In its first semester, the fall of 2013, the new campus off Turkey Creek Road south of Newnan had more than 900 students enrolled, and by spring semester there were more than a thousand students.
Speaking to the Coweta County Development Authority Thursday, Peter Ludlow, associate provost for WGTC’s new stand-alone Coweta campus, highlighted the variety of programs designed to assist and accelerate educational opportunities for Coweta area students.
The Carrollton-based WGTC also continues to offer courses at the Coweta County School System’s charter career academy – Central Educational Center
Coweta’s high school students are currently offered a variety of multiple credit programs designed to give them a leg up in a post-secondary educational environment.
Ludlow attributes the rising enrollment at the Coweta campus and its success to the college’s ability to “offer the public a quality product for a quality price.”
“Parents are finally realizing that their teenage son or daughter can take college classes,” said Ludlow of the dual-enrollment options. “This allows them to get through school sooner and enter the workforce earlier with little to no debt.”
The ACCEL program allows high school students to take core courses in areas of English, mathematics, social science, life science and physical science that will count toward credit in both high school and college. Students in this program can be full-time or part-time and still participate in other classes and activities in their high school.
“The Move on When Ready (MOWR) program is tailor made for high-speed, high school students so they can go to college full-time while still in high school and can have a year or more of college credit by the time they graduate,” Ludlow said. “It just doesn’t get much better than that.”
Ludlow also noted that the Technical College System of Georgia and the University System of Georgia Board of Regents have an agreement that 27 core courses that are provided will transfer between any technical college or university.

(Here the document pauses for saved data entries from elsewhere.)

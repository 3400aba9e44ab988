//! `vault_gcp_service_account_key` resource.
//!
//! Creating the resource mints a key under a lease; deleting it revokes the
//! lease. There is nothing to refresh, so reads are no-ops.

use super::base_schema;
use crate::resource::{Resource, ResourceError};
use async_trait::async_trait;
use provider_meta::schema::{FieldSchema, FieldType, Schema};
use provider_meta::{get_client, CallContext, ResourceData};
use serde_json::{json, Value};
use time::format_description::well_known::Rfc3339;
use time::OffsetDateTime;
use tracing::{debug, info, instrument, warn};

pub const REVOKE_PATH: &str = "sys/leases/revoke";

#[derive(Debug, Default, Clone, Copy)]
pub struct ServiceAccountKeyResource;

impl ServiceAccountKeyResource {
    pub const NAME: &'static str = "vault_gcp_service_account_key";
}

#[async_trait]
impl Resource for ServiceAccountKeyResource {
    fn name(&self) -> &'static str {
        Self::NAME
    }

    fn schema(&self) -> Schema {
        base_schema()
            .field(
                "ttl",
                FieldSchema::new(FieldType::String)
                    .optional()
                    .force_new()
                    .description("The TTL period of the key."),
            )
            .field(
                "private_key_data",
                FieldSchema::new(FieldType::String)
                    .computed()
                    .sensitive()
                    .description("The private key of the service account, base64 encoded."),
            )
            .field(
                "lease_id",
                FieldSchema::new(FieldType::String)
                    .computed()
                    .description("Lease identifier assigned by vault."),
            )
            .field(
                "lease_duration",
                FieldSchema::new(FieldType::Int)
                    .computed()
                    .description("Lease duration in seconds relative to the time in lease_start_time."),
            )
            .field(
                "lease_start_time",
                FieldSchema::new(FieldType::String)
                    .computed()
                    .description("Time at which the lease was read, using the local clock."),
            )
            .field(
                "lease_renewable",
                FieldSchema::new(FieldType::Bool)
                    .computed()
                    .description("True if the duration of this lease can be extended through renewal."),
            )
    }

    #[instrument(skip_all, fields(resource = "vault_gcp_service_account_key"))]
    async fn create(
        &self,
        d: &mut ResourceData,
        meta: &dyn CallContext,
    ) -> Result<(), ResourceError> {
        let client = get_client(Some(&*d), Some(meta))?;

        let backend = d.get_str("backend").unwrap_or_default();
        let roleset = d.get_str("roleset").unwrap_or_default();
        let path = format!("{backend}/key/{roleset}");

        let ttl = d.get_ok("ttl").and_then(Value::as_str).map(str::to_string);
        let query: Vec<(&str, &str)> = ttl.iter().map(|ttl| ("ttl", ttl.as_str())).collect();

        debug!(%path, ?query, "Reading service account key");
        let secret = client
            .logical()
            .read_with_data(&path, &query)
            .await?
            .ok_or_else(|| ResourceError::NotFound {
                kind: "secret",
                path: path.clone(),
            })?;

        let started = OffsetDateTime::now_utc()
            .format(&Rfc3339)
            .map_err(|e| ResourceError::Time(e.to_string()))?;

        // `d` is only updated once every field is accepted.
        let mut next = d.clone();
        next.set(
            "private_key_data",
            secret.data.get("private_key_data").cloned().unwrap_or(Value::Null),
        )?;
        next.set("lease_id", secret.lease_id.as_str())?;
        next.set("lease_duration", secret.lease_duration)?;
        next.set("lease_start_time", started)?;
        next.set("lease_renewable", secret.renewable)?;
        next.set_id(path);
        *d = next;

        info!(lease_id = %secret.lease_id, lease_duration = secret.lease_duration, "Created service account key");
        Ok(())
    }

    async fn read(&self, _d: &mut ResourceData, _meta: &dyn CallContext) -> Result<(), ResourceError> {
        Ok(())
    }

    #[instrument(skip_all, fields(resource = "vault_gcp_service_account_key", id = %d.id()))]
    async fn delete(
        &self,
        d: &mut ResourceData,
        meta: &dyn CallContext,
    ) -> Result<(), ResourceError> {
        let client = get_client(Some(&*d), Some(meta))?;
        let lease_id = d.get_str("lease_id").unwrap_or_default().to_string();

        debug!(%lease_id, "Revoking lease");
        let response = client
            .logical()
            .write(REVOKE_PATH, json!({ "lease_id": lease_id }))
            .await
            .map_err(|source| ResourceError::Revoke {
                lease_id: lease_id.clone(),
                source,
            })?;

        if response.is_none() {
            warn!(%lease_id, "Lease is already expired, removing from state");
            d.set_id("");
        }
        Ok(())
    }
}
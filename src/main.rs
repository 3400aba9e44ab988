//! Demo: mint and revoke a GCP service account key against a live Vault server.
//!
//! ```bash
//! VAULT_ADDR=http://127.0.0.1:8200 VAULT_TOKEN=root RUST_LOG=info cargo run -- editor team-a
//! ```
//!
//! Arguments are the roleset (default `editor`) and an optional namespace,
//! relative to `VAULT_NAMESPACE`.

use serde_json::{json, Map, Value};
use tracing::{error, info, Instrument};
use vault_provider::config::ProviderConfig;
use vault_provider::gcp::{RolesetDataSource, ServiceAccountKeyResource};
use vault_provider::lifecycle::{setup_tracing, Provider};

fn object(value: Value) -> Map<String, Value> {
    match value {
        Value::Object(map) => map,
        _ => Map::new(),
    }
}

#[tokio::main]
async fn main() -> Result<(), String> {
    setup_tracing();

    let mut args = std::env::args().skip(1);
    let roleset = args.next().unwrap_or_else(|| "editor".to_string());
    let namespace = args.next();

    let config = ProviderConfig::from_env().map_err(|e| e.to_string())?;
    let provider = Provider::configure(&config).map_err(|e| e.to_string())?;

    let mut raw = object(json!({"backend": "gcp", "roleset": roleset}));
    if let Some(namespace) = namespace {
        raw.insert("namespace".to_string(), Value::String(namespace));
    }

    let span = tracing::info_span!("roleset_lookup");
    let lookup = async {
        info!("Checking roleset");
        provider
            .read_data_source(RolesetDataSource::NAME, raw.clone())
            .await
    }
    .instrument(span)
    .await;
    if let Err(e) = lookup {
        error!(error = %e, "Roleset lookup failed");
        return Err(e.to_string());
    }

    let span = tracing::info_span!("key_lifecycle");
    async {
        raw.insert("ttl".to_string(), Value::String("1h".to_string()));
        let mut key = provider
            .create_resource(ServiceAccountKeyResource::NAME, raw)
            .await
            .map_err(|e| e.to_string())?;
        info!(
            id = %key.id(),
            lease_id = key.get_str("lease_id").unwrap_or_default(),
            "Key minted"
        );

        provider
            .delete_resource(ServiceAccountKeyResource::NAME, &mut key)
            .await
            .map_err(|e| e.to_string())
    }
    .instrument(span)
    .await?;

    if let Some(meta) = provider.provider_meta() {
        info!(namespaces = ?meta.cached_namespaces(), "Demo completed successfully");
    }
    Ok(())
}
//! Field names, header names and environment variables shared by the provider.

/// Schema field that carries a resource's namespace (and the provider's root namespace).
pub const FIELD_NAMESPACE: &str = "namespace";

/// Request header Vault reads to scope a request to a namespace.
pub const NAMESPACE_HEADER_NAME: &str = "X-Vault-Namespace";

/// Request header carrying the client token.
pub const TOKEN_HEADER_NAME: &str = "X-Vault-Token";

/// Namespace override consulted when importing resources whose state has no namespace.
pub const ENV_VAR_VAULT_NAMESPACE_IMPORT: &str = "TERRAFORM_VAULT_NAMESPACE_IMPORT";

/// Separator between namespace path segments.
pub const PATH_DELIM: char = '/';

“Of course, we have programs where they can get an associate degree and then transfer to a four-year institution,” Ludlow said.
With 49 percent of WGTC students receiving Pell grants and 55 percent receiving the HOPE grant, Ludlow clarified that for those students who are currently enrolled in dual enrollment programs, the courses taken on the HOPE scholarship aren’t diminished from courses that would be taken once enrolled in a college or university.
Fees and books that are not covered by the HOPE scholarship are covered by Coweta County, which provides the remainder of tuition and fees for the students.
Ludlow also addressed another example of the Coweta community coming together to benefit the fields of education, business and health.
The Central Educational Center, WGTC and the Coweta Samaritan Clinic will all be working together in order to provide free dental care to Coweta Samaritan Clinic patients.
A total of 14 dentists have volunteered to participate in the program.
“We’re excited about this,” Ludlow said. “They will use our dental lab to do work on those who have a need for that service.”
“With those dentists there, it’s also going to give our students what every employer needs – an opportunity to take a look at who they might hire,” Ludlow said. “It’s a great program with minimal costs.”